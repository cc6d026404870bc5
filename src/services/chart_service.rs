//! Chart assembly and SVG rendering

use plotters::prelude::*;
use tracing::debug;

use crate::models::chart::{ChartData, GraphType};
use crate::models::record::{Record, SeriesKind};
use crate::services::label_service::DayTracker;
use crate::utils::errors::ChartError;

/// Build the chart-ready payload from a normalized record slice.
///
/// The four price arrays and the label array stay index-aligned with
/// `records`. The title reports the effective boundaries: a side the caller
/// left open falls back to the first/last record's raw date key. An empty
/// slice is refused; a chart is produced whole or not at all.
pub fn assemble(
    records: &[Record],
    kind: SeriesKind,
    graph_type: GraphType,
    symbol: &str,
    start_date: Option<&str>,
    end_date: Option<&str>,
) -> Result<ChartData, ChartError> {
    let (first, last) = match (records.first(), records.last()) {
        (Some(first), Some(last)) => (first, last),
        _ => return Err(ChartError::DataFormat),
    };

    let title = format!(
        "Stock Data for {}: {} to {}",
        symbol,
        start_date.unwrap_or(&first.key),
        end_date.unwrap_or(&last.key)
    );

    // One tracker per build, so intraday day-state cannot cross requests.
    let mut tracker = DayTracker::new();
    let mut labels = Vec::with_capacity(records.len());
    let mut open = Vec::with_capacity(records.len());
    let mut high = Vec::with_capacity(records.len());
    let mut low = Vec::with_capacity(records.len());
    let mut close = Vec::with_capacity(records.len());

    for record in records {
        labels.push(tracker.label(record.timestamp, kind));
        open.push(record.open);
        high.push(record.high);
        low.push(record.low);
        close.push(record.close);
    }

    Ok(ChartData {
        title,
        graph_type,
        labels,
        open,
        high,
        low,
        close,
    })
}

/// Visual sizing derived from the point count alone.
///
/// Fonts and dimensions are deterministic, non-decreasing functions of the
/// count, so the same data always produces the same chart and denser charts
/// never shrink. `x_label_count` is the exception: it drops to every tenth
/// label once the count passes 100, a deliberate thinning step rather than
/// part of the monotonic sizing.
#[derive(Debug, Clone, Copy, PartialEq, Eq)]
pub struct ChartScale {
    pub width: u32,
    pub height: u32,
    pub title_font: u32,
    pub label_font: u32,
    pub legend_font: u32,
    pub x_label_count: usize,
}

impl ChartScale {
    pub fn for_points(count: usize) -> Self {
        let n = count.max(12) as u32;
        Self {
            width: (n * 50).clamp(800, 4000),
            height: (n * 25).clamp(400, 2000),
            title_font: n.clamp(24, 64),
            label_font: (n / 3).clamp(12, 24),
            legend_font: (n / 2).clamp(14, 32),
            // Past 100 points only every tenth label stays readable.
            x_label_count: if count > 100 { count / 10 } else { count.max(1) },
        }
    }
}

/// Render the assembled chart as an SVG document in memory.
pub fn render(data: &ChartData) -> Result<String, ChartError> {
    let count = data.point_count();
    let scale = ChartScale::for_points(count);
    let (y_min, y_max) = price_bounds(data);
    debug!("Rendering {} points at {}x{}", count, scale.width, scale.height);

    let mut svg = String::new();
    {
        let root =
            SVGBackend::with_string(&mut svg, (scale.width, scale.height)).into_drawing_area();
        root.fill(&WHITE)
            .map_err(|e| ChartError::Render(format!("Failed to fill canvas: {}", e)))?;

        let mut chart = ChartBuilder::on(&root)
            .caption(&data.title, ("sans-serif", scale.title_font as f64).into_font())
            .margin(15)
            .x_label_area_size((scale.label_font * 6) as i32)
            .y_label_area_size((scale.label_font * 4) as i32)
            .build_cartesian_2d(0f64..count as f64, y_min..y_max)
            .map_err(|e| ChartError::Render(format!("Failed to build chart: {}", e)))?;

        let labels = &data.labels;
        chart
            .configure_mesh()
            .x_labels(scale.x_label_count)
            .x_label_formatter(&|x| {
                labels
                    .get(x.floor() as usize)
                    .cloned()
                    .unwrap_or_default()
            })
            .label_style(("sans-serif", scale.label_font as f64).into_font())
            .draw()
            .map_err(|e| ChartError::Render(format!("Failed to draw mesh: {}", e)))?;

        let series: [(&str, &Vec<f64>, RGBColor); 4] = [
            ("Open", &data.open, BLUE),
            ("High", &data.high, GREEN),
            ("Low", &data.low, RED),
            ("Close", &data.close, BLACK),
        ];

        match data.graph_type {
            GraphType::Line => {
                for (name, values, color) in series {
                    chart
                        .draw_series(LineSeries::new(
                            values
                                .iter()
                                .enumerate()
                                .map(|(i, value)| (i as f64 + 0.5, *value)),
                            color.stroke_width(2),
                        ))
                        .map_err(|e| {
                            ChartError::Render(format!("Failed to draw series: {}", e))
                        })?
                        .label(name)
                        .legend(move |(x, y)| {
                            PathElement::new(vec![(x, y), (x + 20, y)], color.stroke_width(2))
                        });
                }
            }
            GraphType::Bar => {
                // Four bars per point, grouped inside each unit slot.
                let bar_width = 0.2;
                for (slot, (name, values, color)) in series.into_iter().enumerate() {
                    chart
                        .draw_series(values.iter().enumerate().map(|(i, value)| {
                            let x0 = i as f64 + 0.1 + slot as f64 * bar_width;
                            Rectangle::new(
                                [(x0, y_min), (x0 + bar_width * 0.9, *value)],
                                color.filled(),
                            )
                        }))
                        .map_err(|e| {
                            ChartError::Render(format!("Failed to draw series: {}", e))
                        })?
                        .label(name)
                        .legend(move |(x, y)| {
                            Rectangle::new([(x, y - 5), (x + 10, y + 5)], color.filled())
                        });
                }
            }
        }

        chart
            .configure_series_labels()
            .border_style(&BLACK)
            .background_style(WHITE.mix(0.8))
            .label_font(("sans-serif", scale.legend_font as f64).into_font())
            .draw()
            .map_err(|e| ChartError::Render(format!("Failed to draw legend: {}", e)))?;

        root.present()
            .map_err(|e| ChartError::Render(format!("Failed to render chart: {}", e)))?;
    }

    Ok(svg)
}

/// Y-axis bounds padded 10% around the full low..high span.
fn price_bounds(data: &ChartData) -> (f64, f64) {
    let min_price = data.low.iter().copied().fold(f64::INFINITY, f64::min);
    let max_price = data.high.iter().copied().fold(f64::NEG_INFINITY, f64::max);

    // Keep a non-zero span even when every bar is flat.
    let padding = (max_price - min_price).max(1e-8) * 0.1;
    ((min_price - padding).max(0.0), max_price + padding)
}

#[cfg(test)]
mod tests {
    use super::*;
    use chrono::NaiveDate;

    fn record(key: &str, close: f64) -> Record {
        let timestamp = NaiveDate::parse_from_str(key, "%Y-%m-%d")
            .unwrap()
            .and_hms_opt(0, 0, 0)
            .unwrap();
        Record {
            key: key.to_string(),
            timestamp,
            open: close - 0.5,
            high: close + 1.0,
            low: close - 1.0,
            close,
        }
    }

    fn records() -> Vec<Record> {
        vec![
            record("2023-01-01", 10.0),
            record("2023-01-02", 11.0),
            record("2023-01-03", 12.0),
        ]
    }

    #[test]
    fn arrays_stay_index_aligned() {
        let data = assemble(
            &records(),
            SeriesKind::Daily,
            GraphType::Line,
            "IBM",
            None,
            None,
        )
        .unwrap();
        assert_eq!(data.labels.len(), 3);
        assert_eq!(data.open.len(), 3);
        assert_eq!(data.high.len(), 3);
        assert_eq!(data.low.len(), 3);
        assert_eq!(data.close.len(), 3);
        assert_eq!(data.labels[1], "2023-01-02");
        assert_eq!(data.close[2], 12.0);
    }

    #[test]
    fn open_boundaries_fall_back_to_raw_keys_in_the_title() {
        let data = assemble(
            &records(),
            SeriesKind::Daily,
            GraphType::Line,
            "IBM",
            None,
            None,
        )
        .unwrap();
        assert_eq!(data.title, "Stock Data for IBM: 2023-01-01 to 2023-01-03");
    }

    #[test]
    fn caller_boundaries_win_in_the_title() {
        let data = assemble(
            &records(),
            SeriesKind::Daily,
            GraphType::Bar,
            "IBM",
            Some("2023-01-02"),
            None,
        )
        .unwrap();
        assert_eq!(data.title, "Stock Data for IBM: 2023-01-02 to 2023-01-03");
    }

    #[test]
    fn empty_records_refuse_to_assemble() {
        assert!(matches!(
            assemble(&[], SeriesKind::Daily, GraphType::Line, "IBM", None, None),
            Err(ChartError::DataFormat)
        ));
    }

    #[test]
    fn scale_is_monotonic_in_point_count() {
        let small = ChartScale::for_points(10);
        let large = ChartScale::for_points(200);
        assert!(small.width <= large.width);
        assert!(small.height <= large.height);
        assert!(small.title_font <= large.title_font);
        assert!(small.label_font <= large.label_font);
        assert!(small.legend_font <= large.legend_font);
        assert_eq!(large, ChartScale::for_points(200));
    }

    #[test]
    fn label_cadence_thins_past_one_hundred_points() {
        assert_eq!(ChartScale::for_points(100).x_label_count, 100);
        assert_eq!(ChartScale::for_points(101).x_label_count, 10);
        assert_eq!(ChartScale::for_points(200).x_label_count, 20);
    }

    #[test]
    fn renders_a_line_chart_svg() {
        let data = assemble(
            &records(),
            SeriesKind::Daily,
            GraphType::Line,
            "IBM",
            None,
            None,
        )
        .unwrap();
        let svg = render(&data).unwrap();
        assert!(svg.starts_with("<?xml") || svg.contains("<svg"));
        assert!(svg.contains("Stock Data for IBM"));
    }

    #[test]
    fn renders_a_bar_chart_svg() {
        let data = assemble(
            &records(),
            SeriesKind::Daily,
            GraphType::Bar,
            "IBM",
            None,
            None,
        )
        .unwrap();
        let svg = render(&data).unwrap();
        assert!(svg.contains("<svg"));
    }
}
------------------------------------------------------------
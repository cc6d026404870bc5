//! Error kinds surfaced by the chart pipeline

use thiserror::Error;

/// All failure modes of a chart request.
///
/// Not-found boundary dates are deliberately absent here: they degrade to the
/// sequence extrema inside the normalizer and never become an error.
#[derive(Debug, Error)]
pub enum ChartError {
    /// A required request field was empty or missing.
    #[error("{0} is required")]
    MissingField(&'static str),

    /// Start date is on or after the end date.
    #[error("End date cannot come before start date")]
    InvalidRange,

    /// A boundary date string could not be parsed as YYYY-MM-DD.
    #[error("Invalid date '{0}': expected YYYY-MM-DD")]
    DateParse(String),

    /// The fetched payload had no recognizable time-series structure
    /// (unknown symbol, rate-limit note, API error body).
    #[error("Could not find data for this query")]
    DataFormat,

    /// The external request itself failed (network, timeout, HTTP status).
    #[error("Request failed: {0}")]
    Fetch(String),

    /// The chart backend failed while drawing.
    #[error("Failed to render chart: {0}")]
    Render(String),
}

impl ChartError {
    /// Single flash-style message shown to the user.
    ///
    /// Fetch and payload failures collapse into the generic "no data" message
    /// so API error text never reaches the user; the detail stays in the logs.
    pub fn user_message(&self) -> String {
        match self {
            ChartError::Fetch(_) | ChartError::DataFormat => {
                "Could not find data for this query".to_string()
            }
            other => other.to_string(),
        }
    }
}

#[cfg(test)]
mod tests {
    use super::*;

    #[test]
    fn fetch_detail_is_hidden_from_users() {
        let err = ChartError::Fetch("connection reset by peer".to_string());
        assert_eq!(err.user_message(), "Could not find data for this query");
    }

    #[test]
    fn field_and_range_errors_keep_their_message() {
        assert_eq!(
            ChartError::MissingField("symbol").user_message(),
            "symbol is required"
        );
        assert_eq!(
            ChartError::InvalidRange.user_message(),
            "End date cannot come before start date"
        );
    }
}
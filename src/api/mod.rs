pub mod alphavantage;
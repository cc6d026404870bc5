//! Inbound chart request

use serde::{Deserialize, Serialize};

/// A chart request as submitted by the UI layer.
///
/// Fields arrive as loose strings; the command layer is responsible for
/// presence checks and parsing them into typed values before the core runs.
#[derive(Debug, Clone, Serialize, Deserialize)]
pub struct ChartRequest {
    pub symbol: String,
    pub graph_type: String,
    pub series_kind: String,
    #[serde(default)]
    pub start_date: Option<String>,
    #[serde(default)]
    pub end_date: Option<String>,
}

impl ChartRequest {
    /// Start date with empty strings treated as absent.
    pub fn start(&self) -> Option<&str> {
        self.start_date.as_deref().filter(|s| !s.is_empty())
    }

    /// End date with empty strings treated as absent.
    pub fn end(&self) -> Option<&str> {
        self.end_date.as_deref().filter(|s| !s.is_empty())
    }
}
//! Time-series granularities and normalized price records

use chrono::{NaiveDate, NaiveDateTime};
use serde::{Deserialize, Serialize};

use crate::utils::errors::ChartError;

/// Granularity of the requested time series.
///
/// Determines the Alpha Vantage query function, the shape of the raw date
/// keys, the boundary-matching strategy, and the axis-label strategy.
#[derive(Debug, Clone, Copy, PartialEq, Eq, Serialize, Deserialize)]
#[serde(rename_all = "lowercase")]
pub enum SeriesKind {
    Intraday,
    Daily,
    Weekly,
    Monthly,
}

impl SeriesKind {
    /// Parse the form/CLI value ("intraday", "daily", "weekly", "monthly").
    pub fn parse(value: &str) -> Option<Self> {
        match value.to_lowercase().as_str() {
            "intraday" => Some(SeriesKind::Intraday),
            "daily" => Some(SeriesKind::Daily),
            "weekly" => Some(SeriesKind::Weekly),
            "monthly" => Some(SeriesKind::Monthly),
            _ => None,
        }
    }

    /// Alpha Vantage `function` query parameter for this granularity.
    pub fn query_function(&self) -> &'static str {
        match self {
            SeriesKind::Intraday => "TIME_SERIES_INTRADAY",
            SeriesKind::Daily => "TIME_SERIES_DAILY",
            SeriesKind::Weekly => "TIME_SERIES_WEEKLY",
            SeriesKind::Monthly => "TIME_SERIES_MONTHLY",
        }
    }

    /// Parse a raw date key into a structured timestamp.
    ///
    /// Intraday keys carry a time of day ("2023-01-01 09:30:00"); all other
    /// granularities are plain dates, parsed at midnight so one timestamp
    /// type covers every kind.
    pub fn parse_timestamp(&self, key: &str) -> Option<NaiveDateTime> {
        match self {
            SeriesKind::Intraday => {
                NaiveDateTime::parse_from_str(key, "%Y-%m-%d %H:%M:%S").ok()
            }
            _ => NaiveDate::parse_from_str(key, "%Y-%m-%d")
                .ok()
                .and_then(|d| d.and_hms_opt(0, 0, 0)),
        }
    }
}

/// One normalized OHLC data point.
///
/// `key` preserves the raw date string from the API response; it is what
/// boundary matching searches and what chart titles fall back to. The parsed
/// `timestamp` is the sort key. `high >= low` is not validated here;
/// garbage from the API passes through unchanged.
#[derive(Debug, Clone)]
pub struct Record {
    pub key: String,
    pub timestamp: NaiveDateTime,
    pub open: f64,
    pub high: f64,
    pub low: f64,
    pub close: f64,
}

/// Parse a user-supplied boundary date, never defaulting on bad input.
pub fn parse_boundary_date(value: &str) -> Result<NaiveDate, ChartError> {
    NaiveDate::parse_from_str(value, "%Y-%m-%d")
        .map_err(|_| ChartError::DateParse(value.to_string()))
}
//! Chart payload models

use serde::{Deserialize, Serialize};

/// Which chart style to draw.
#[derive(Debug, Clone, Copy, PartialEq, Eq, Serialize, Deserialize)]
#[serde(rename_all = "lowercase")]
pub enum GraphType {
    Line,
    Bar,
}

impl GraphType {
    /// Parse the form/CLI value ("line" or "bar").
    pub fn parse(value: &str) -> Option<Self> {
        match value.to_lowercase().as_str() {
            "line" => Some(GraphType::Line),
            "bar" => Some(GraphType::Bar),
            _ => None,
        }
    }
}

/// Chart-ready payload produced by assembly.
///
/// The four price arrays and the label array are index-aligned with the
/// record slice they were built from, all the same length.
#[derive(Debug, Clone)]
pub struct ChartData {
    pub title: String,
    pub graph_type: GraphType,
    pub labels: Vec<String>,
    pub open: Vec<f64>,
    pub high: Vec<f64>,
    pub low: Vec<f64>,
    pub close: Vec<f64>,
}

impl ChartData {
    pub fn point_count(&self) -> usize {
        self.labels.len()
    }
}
------------------------------------------------------------
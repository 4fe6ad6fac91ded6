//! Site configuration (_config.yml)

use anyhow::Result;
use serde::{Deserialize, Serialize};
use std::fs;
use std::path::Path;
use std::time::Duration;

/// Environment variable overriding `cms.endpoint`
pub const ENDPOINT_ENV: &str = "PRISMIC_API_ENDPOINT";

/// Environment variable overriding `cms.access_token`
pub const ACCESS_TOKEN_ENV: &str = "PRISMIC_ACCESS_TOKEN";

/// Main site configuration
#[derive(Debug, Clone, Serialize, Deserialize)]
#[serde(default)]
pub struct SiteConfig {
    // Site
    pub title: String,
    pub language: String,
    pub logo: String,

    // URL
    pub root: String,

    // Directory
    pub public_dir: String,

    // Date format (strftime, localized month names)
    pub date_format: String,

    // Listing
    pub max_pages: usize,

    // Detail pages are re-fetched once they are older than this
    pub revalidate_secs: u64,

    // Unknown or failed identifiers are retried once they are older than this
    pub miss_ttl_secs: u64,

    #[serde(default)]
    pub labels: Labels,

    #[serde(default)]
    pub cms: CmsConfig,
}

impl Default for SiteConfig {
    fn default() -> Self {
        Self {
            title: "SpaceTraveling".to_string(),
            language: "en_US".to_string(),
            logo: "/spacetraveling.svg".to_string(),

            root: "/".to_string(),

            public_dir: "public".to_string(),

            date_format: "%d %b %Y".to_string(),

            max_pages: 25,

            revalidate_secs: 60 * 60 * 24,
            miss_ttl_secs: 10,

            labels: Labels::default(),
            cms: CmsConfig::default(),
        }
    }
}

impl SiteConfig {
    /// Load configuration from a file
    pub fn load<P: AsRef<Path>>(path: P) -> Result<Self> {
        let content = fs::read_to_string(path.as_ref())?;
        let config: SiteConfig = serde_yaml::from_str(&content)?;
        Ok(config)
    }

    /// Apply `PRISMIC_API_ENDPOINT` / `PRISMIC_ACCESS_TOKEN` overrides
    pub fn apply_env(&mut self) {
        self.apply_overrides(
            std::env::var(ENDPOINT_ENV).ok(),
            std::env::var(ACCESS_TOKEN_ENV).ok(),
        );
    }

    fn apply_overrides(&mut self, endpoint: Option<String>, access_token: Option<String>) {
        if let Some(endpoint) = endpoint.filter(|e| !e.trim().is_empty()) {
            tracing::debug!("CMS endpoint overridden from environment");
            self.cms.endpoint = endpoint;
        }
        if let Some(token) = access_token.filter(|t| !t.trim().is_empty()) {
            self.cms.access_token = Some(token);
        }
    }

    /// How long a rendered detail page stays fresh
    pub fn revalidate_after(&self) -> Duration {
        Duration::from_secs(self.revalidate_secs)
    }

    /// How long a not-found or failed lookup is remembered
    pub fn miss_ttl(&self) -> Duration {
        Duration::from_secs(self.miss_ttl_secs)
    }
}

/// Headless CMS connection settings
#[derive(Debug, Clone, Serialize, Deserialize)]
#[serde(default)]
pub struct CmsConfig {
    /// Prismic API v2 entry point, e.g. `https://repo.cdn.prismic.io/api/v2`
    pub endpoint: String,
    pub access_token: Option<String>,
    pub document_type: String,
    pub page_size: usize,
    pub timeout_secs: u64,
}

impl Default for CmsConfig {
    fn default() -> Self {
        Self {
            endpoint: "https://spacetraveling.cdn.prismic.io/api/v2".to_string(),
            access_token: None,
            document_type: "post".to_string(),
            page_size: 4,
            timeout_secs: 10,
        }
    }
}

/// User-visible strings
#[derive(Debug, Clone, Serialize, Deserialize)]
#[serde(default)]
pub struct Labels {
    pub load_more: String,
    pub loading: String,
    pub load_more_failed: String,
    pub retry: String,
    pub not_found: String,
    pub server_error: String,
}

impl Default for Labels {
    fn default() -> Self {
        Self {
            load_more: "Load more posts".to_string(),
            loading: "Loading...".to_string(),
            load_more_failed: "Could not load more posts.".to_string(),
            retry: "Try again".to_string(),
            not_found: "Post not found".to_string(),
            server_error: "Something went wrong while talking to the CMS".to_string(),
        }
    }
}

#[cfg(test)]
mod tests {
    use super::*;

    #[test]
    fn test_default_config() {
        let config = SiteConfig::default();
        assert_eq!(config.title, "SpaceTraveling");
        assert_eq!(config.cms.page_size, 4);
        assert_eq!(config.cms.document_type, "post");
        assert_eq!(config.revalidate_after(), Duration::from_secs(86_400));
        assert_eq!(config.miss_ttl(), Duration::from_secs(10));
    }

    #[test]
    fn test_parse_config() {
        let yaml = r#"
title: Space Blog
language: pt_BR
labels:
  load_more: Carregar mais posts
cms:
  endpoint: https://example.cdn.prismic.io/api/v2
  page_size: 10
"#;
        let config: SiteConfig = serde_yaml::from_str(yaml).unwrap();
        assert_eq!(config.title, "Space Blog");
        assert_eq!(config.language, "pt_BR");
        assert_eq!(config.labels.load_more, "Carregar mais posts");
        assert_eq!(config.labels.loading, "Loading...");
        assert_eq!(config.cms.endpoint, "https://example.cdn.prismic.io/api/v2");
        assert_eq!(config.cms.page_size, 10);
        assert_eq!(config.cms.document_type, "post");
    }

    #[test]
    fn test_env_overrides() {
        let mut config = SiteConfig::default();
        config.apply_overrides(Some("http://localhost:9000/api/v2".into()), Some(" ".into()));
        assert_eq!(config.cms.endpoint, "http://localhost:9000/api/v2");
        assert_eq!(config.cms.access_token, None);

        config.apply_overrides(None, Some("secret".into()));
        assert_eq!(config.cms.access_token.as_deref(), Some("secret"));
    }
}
------------------------------------------------------------
### What is required
Copy the records above exactly, beginning at the line that contains "not at all." and stopping after the line that contains "-> Result<ChartData, ChartError>".

### Output for this exercise
/// slice is refused; a chart is produced whole or not at all.
pub fn assemble(
    records: &[Record],
    kind: SeriesKind,
    graph_type: GraphType,
    symbol: &str,
    start_date: Option<&str>,
    end_date: Option<&str>,
) -> Result<ChartData, ChartError> {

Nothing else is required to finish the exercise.